__Exercise description__:
Using the listing below, count every line that contains the word "input"; respond with the count alone.

__Source material__:
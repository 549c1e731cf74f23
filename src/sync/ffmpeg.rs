//! Local video decoding with FFmpeg.
//!
//! Offsets are relative to the video stream's `start_time`. Seeks land on the
//! closest keyframe at or before the requested offset; the decoder then runs
//! forward until it reaches a frame whose presentation timestamp is not
//! earlier than the offset.

use std::path::{Path, PathBuf};

use ffmpeg_next as ffmpeg;
use image::{DynamicImage, RgbImage};

use super::video::{video_error, StreamClock, VideoDecoder};
use crate::error::Result;

pub struct FfmpegVideo {
    path: PathBuf,
    input: ffmpeg::format::context::Input,
    stream_index: usize,
    clock: StreamClock,
    decoder: ffmpeg::codec::decoder::Video,
    target_pts: Option<i64>,
    frames_read: u64,
}

impl FfmpegVideo {
    pub fn open(path: &Path) -> Result<Self> {
        ffmpeg::init().map_err(|e| video_error(path, format!("initialize ffmpeg: {}", e)))?;
        let input = ffmpeg::format::input(&path)
            .map_err(|e| video_error(path, format!("open with ffmpeg: {}", e)))?;
        let (stream_index, clock, parameters) = {
            let stream = input
                .streams()
                .best(ffmpeg::media::Type::Video)
                .ok_or_else(|| video_error(path, "file has no video track"))?;
            let clock = StreamClock::new(stream.start_time(), f64::from(stream.time_base()));
            (stream.index(), clock, stream.parameters())
        };
        let context = ffmpeg::codec::context::Context::from_parameters(parameters)
            .map_err(|e| video_error(path, format!("load decoder parameters: {}", e)))?;
        let decoder = context
            .decoder()
            .video()
            .map_err(|e| video_error(path, format!("open video decoder: {}", e)))?;
        log::info!(
            "opened {} ({}x{}, stream starts at pts {})",
            path.display(),
            decoder.width(),
            decoder.height(),
            clock.start_pts
        );

        Ok(Self {
            path: path.to_path_buf(),
            input,
            stream_index,
            clock,
            decoder,
            target_pts: None,
            frames_read: 0,
        })
    }

    pub fn frames_read(&self) -> u64 {
        self.frames_read
    }
}

impl VideoDecoder for FfmpegVideo {
    fn seek(&mut self, time_ms: i64) -> Result<()> {
        let time_ms = time_ms.max(0);
        let position = self.clock.seek_micros(time_ms);
        self.input
            .seek(position, ..position)
            .map_err(|e| video_error(&self.path, format!("seek to {} ms: {}", time_ms, e)))?;
        self.decoder.flush();
        self.target_pts = self.clock.pts_at(time_ms);
        Ok(())
    }

    fn read_frame(&mut self) -> Result<Option<DynamicImage>> {
        let target = self.target_pts.take().unwrap_or(i64::MIN);
        let mut decoded = ffmpeg::frame::Video::empty();

        for (stream, packet) in self.input.packets() {
            if stream.index() != self.stream_index {
                continue;
            }
            self.decoder
                .send_packet(&packet)
                .map_err(|e| video_error(&self.path, format!("decode packet: {}", e)))?;
            while self.decoder.receive_frame(&mut decoded).is_ok() {
                if decoded.timestamp().is_some_and(|ts| ts < target) {
                    continue;
                }
                self.frames_read += 1;
                return frame_to_image(&self.path, &decoded).map(Some);
            }
        }

        // drain frames still buffered in the decoder
        if self.decoder.send_eof().is_ok() {
            while self.decoder.receive_frame(&mut decoded).is_ok() {
                if decoded.timestamp().is_some_and(|ts| ts < target) {
                    continue;
                }
                self.frames_read += 1;
                return frame_to_image(&self.path, &decoded).map(Some);
            }
        }
        Ok(None)
    }
}

fn frame_to_image(path: &Path, frame: &ffmpeg::frame::Video) -> Result<DynamicImage> {
    let mut scaler = ffmpeg::software::scaling::Context::get(
        frame.format(),
        frame.width(),
        frame.height(),
        ffmpeg::util::format::pixel::Pixel::RGB24,
        frame.width(),
        frame.height(),
        ffmpeg::software::scaling::flag::Flags::BILINEAR,
    )
    .map_err(|e| video_error(path, format!("create scaler: {}", e)))?;
    let mut rgb_frame = ffmpeg::frame::Video::empty();
    scaler
        .run(frame, &mut rgb_frame)
        .map_err(|e| video_error(path, format!("convert frame to RGB: {}", e)))?;

    let width = rgb_frame.width();
    let height = rgb_frame.height();
    let row_bytes = width as usize * 3;
    let stride = rgb_frame.stride(0);
    let data = rgb_frame.data(0);

    let pixels = if stride == row_bytes {
        data.get(..row_bytes * height as usize)
            .ok_or_else(|| video_error(path, "frame buffer is truncated"))?
            .to_vec()
    } else {
        let mut pixels = Vec::with_capacity(row_bytes * height as usize);
        for row in 0..height as usize {
            let start = row * stride;
            let line = data
                .get(start..start + row_bytes)
                .ok_or_else(|| video_error(path, "frame row is out of bounds"))?;
            pixels.extend_from_slice(line);
        }
        pixels
    };

    RgbImage::from_raw(width, height, pixels)
        .map(DynamicImage::ImageRgb8)
        .ok_or_else(|| video_error(path, "decoded frame has an unexpected size"))
}
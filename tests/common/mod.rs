#![allow(dead_code)]

use std::collections::HashSet;
use std::path::Path;
use std::sync::Arc;
use std::sync::atomic::{AtomicUsize, Ordering};

use geoframes::error::{FrameSyncError, Result};
use geoframes::sync::{VideoDecoder, VideoOpener};
use geoframes::telemetry::TelemetryRow;
use image::{DynamicImage, Rgb, RgbImage};

pub const FRAME_W: u32 = 32;
pub const FRAME_H: u32 = 24;

pub fn row(time_ms: i64, is_video: bool) -> TelemetryRow {
    TelemetryRow {
        is_video,
        time_ms,
        datetime_utc: format!("2023-06-01 12:00:{:02}", (time_ms / 1000) % 60),
        latitude: 45.0 + time_ms as f64 * 1e-7,
        longitude: 7.0,
        ground_level_altitude_m: 60.0,
        sea_level_altitude_m: 310.0,
        gimbal_pitch_deg: -90.0,
        gimbal_roll_deg: 0.0,
        gimbal_yaw_deg: 15.0,
    }
}

#[derive(Clone, Default)]
pub struct CallCounters {
    pub opens: Arc<AtomicUsize>,
    pub seeks: Arc<AtomicUsize>,
    pub reads: Arc<AtomicUsize>,
}

impl CallCounters {
    pub fn opens(&self) -> usize {
        self.opens.load(Ordering::SeqCst)
    }

    pub fn seeks(&self) -> usize {
        self.seeks.load(Ordering::SeqCst)
    }

    pub fn reads(&self) -> usize {
        self.reads.load(Ordering::SeqCst)
    }
}

/// In-memory video source. Every offset decodes to a solid frame except the
/// ones listed in `missing_ms`; paths containing "broken" fail to open.
#[derive(Clone, Default)]
pub struct MockOpener {
    pub counters: CallCounters,
    pub missing_ms: HashSet<i64>,
}

pub struct MockDecoder {
    counters: CallCounters,
    missing_ms: HashSet<i64>,
    position_ms: i64,
}

impl VideoOpener for MockOpener {
    type Decoder = MockDecoder;

    fn open(&self, path: &Path) -> Result<MockDecoder> {
        self.counters.opens.fetch_add(1, Ordering::SeqCst);
        if path.to_string_lossy().contains("broken") {
            return Err(FrameSyncError::Video {
                path: path.to_path_buf(),
                message: "cannot open".to_string(),
            });
        }
        Ok(MockDecoder {
            counters: self.counters.clone(),
            missing_ms: self.missing_ms.clone(),
            position_ms: 0,
        })
    }
}

impl VideoDecoder for MockDecoder {
    fn seek(&mut self, time_ms: i64) -> Result<()> {
        self.counters.seeks.fetch_add(1, Ordering::SeqCst);
        self.position_ms = time_ms;
        Ok(())
    }

    fn read_frame(&mut self) -> Result<Option<DynamicImage>> {
        self.counters.reads.fetch_add(1, Ordering::SeqCst);
        if self.missing_ms.contains(&self.position_ms) {
            return Ok(None);
        }
        let shade = (self.position_ms / 10 % 256) as u8;
        Ok(Some(DynamicImage::ImageRgb8(RgbImage::from_pixel(
            FRAME_W,
            FRAME_H,
            Rgb([shade, 128, 255 - shade]),
        ))))
    }
}
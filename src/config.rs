use std::str::FromStr;

use serde::{Deserialize, Serialize};

use crate::error::{FrameSyncError, Result};

#[derive(Debug, Clone, PartialEq, Serialize, Deserialize)]
#[serde(default)]
pub struct CameraProfile {
    pub model: String,
    pub focal_length_mm: f64,
    pub sensor_width_mm: f64,
    pub sensor_height_mm: f64,
}

impl Default for CameraProfile {
    fn default() -> Self {
        Self {
            model: "M30T wide".to_string(),
            focal_length_mm: 4.5,
            sensor_width_mm: 6.4,
            sensor_height_mm: 4.8,
        }
    }
}

impl CameraProfile {
    /// Angle subtended by the sensor diagonal, in degrees.
    pub fn diagonal_fov_deg(&self) -> f64 {
        let diagonal = self.sensor_width_mm.hypot(self.sensor_height_mm);
        2.0 * (diagonal / (2.0 * self.focal_length_mm)).atan().to_degrees()
    }
}

/// Pixel rectangle, parsed from `x,y,width,height`.
#[derive(Debug, Clone, Copy, PartialEq, Eq)]
pub struct CropBox {
    pub x: u32,
    pub y: u32,
    pub width: u32,
    pub height: u32,
}

impl FromStr for CropBox {
    type Err = String;

    fn from_str(s: &str) -> std::result::Result<Self, Self::Err> {
        let values = s
            .split(',')
            .map(|v| v.trim().parse::<u32>())
            .collect::<std::result::Result<Vec<_>, _>>()
            .map_err(|e| format!("crop box '{}': {}", s, e))?;
        match values.as_slice() {
            &[x, y, width, height] if width > 0 && height > 0 => Ok(CropBox {
                x,
                y,
                width,
                height,
            }),
            &[_, _, _, _] => Err(format!("crop box '{}' has an empty area", s)),
            _ => Err(format!("crop box '{}' must be x,y,width,height", s)),
        }
    }
}

/// Geometric transforms applied to every persisted frame, in field order.
#[derive(Debug, Clone, PartialEq, Eq)]
pub struct TransformOptions {
    pub crop: Option<CropBox>,
    pub channels: u8,
    pub size: Option<(u32, u32)>,
}

impl Default for TransformOptions {
    fn default() -> Self {
        Self {
            crop: None,
            channels: 3,
            size: None,
        }
    }
}

impl TransformOptions {
    pub fn validate(&self) -> Result<()> {
        if self.channels != 1 && self.channels != 3 {
            return Err(FrameSyncError::InvalidOption(format!(
                "channels must be 1 or 3, got {}",
                self.channels
            )));
        }
        if let Some((w, h)) = self.size {
            if w == 0 || h == 0 {
                return Err(FrameSyncError::InvalidOption(format!(
                    "target size {}x{} is empty",
                    w, h
                )));
            }
        }
        Ok(())
    }
}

__Final answer__:
6